## Goal of the exercise:
What you return should be each line of the data containing the string "FixedLookup".

Record excerpts START

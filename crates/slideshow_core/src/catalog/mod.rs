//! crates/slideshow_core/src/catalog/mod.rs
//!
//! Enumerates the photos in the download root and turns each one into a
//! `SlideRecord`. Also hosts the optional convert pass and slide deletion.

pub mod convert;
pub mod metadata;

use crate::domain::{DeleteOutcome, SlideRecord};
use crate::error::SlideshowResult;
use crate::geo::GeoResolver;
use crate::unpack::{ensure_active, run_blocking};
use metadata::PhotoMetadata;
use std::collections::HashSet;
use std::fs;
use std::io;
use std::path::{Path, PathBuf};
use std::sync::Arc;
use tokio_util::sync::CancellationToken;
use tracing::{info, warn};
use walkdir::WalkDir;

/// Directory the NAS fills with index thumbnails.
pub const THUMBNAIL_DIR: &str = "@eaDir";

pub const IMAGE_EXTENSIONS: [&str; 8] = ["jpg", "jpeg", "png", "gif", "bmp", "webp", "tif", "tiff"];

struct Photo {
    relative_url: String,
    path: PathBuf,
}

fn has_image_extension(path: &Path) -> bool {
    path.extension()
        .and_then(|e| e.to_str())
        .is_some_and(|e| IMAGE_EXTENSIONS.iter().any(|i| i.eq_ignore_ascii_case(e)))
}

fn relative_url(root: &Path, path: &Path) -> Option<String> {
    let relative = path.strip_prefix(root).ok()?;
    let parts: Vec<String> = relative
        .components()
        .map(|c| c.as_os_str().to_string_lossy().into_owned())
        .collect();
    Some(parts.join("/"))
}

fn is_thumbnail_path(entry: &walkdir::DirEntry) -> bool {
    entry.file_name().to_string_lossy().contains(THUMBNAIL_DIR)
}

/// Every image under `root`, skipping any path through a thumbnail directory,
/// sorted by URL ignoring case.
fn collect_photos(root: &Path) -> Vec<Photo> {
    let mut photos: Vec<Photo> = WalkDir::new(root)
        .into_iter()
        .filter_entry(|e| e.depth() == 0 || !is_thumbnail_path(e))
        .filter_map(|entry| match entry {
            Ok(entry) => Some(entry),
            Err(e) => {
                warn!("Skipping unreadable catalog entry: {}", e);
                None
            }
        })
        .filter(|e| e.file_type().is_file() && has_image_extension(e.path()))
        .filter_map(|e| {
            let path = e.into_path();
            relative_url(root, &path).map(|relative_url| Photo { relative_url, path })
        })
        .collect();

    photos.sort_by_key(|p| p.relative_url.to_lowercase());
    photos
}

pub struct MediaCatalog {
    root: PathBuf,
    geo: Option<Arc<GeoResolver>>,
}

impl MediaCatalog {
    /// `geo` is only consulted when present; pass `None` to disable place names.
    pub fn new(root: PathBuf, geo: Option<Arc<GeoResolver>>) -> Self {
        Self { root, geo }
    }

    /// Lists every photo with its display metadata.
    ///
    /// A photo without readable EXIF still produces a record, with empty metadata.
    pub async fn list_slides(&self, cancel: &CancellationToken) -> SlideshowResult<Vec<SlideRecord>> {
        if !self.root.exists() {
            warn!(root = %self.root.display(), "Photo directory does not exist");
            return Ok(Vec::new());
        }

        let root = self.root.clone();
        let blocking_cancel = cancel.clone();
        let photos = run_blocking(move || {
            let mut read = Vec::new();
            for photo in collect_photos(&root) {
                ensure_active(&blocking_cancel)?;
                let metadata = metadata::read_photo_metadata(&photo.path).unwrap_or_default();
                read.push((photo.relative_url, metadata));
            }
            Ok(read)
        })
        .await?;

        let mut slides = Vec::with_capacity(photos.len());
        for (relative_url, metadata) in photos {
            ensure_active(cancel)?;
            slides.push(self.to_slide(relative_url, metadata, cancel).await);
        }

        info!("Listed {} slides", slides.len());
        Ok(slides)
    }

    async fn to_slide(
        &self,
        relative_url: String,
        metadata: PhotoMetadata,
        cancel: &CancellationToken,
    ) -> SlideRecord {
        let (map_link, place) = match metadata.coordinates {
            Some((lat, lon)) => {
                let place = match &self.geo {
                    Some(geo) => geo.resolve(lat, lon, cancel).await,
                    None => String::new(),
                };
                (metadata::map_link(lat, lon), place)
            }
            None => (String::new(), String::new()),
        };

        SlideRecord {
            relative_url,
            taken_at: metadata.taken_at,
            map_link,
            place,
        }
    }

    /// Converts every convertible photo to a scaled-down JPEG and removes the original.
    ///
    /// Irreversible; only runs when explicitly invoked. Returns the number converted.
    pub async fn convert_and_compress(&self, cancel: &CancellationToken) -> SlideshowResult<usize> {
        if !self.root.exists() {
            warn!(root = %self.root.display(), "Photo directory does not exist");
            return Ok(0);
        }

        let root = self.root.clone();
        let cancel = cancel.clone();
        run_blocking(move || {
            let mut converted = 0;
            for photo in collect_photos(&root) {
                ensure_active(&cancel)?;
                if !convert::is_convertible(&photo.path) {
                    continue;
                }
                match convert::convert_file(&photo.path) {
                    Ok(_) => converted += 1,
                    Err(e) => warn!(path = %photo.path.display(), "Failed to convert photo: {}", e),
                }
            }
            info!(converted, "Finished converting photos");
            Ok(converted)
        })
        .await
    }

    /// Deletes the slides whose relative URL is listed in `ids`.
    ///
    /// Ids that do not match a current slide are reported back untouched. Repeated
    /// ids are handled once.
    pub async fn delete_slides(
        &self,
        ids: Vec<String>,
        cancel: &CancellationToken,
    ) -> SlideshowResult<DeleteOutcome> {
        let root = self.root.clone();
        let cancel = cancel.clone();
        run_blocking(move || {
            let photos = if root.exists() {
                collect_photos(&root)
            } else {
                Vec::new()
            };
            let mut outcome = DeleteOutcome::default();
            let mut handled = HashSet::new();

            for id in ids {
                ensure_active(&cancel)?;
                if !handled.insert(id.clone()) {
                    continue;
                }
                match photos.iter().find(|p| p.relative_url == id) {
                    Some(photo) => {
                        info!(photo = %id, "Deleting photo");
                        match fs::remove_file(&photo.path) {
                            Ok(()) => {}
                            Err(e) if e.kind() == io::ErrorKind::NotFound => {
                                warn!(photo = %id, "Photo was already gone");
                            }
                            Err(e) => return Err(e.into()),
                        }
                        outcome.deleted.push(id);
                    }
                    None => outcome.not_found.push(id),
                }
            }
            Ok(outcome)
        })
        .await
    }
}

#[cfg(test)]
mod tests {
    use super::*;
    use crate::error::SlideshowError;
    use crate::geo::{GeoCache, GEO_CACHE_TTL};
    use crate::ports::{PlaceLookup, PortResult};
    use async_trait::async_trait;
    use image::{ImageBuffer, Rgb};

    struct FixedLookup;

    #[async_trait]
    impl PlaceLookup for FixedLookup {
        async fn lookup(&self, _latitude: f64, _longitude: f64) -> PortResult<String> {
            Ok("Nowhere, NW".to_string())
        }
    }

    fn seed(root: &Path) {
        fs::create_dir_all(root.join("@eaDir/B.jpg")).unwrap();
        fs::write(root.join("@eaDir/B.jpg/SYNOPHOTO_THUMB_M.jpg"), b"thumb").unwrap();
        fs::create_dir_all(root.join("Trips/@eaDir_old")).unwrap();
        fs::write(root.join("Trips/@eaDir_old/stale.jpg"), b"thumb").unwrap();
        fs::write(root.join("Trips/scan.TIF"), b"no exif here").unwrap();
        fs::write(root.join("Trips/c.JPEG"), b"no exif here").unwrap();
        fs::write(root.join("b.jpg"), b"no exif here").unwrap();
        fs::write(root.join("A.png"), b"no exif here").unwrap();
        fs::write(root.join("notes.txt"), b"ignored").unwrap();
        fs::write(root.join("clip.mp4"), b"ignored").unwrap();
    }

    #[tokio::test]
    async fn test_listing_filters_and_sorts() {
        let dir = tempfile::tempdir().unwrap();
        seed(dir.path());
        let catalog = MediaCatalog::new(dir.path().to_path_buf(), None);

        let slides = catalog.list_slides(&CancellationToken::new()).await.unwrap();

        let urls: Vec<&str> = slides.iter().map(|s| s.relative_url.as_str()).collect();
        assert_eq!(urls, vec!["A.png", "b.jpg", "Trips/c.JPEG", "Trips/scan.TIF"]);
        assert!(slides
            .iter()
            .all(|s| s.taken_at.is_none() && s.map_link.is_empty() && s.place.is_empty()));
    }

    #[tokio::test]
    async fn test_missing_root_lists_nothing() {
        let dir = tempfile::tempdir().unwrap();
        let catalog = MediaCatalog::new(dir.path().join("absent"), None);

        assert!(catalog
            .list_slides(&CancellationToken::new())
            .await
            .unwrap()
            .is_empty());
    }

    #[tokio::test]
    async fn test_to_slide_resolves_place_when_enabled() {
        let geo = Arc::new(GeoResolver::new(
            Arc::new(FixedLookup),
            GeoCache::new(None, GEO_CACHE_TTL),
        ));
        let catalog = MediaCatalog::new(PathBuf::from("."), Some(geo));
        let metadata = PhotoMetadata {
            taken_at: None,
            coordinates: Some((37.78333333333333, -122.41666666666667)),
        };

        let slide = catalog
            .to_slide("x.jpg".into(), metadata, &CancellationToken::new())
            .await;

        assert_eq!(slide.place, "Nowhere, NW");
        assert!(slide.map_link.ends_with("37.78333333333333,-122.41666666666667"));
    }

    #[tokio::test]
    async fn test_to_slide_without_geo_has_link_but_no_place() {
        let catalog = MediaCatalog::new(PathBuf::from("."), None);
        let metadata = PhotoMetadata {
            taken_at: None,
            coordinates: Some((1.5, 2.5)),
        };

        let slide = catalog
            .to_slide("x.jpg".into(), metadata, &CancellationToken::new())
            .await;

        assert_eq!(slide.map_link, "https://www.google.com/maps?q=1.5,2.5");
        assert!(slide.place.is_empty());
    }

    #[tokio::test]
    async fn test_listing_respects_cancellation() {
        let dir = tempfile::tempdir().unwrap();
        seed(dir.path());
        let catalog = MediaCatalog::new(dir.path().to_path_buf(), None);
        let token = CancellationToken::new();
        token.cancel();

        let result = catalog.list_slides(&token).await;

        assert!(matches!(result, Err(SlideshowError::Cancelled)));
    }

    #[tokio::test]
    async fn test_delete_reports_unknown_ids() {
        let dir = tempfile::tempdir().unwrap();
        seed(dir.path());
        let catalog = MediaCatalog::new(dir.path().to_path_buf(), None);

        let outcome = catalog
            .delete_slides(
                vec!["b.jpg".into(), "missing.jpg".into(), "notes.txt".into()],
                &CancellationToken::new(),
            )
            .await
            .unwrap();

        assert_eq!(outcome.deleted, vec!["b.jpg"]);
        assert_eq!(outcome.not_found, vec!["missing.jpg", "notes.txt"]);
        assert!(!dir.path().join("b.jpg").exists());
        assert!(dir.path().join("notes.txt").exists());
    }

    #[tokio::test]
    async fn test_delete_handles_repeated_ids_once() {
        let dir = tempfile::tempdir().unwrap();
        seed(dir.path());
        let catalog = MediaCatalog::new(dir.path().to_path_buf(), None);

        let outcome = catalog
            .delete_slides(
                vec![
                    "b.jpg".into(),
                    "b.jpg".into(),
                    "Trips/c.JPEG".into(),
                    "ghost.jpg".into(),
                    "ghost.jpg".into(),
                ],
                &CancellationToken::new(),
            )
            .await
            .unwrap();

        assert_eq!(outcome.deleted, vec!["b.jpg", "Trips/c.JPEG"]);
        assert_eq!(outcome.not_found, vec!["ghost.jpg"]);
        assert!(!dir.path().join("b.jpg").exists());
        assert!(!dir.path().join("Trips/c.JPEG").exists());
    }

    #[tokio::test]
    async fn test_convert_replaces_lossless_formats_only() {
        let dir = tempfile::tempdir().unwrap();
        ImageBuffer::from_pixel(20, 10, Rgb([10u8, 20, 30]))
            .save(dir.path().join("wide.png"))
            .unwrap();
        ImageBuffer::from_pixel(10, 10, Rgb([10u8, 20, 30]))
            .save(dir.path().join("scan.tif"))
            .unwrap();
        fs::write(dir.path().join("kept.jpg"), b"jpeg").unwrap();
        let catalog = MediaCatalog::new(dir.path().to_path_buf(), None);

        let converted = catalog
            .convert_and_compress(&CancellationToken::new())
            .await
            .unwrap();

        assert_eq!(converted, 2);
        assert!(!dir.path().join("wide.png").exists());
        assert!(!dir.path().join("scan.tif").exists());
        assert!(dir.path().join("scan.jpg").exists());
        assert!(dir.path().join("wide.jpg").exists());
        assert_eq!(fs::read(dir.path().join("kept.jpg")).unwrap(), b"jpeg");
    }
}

Record excerpts END

## Result of this exercise:
    struct FixedLookup;
    impl PlaceLookup for FixedLookup {
            Arc::new(FixedLookup),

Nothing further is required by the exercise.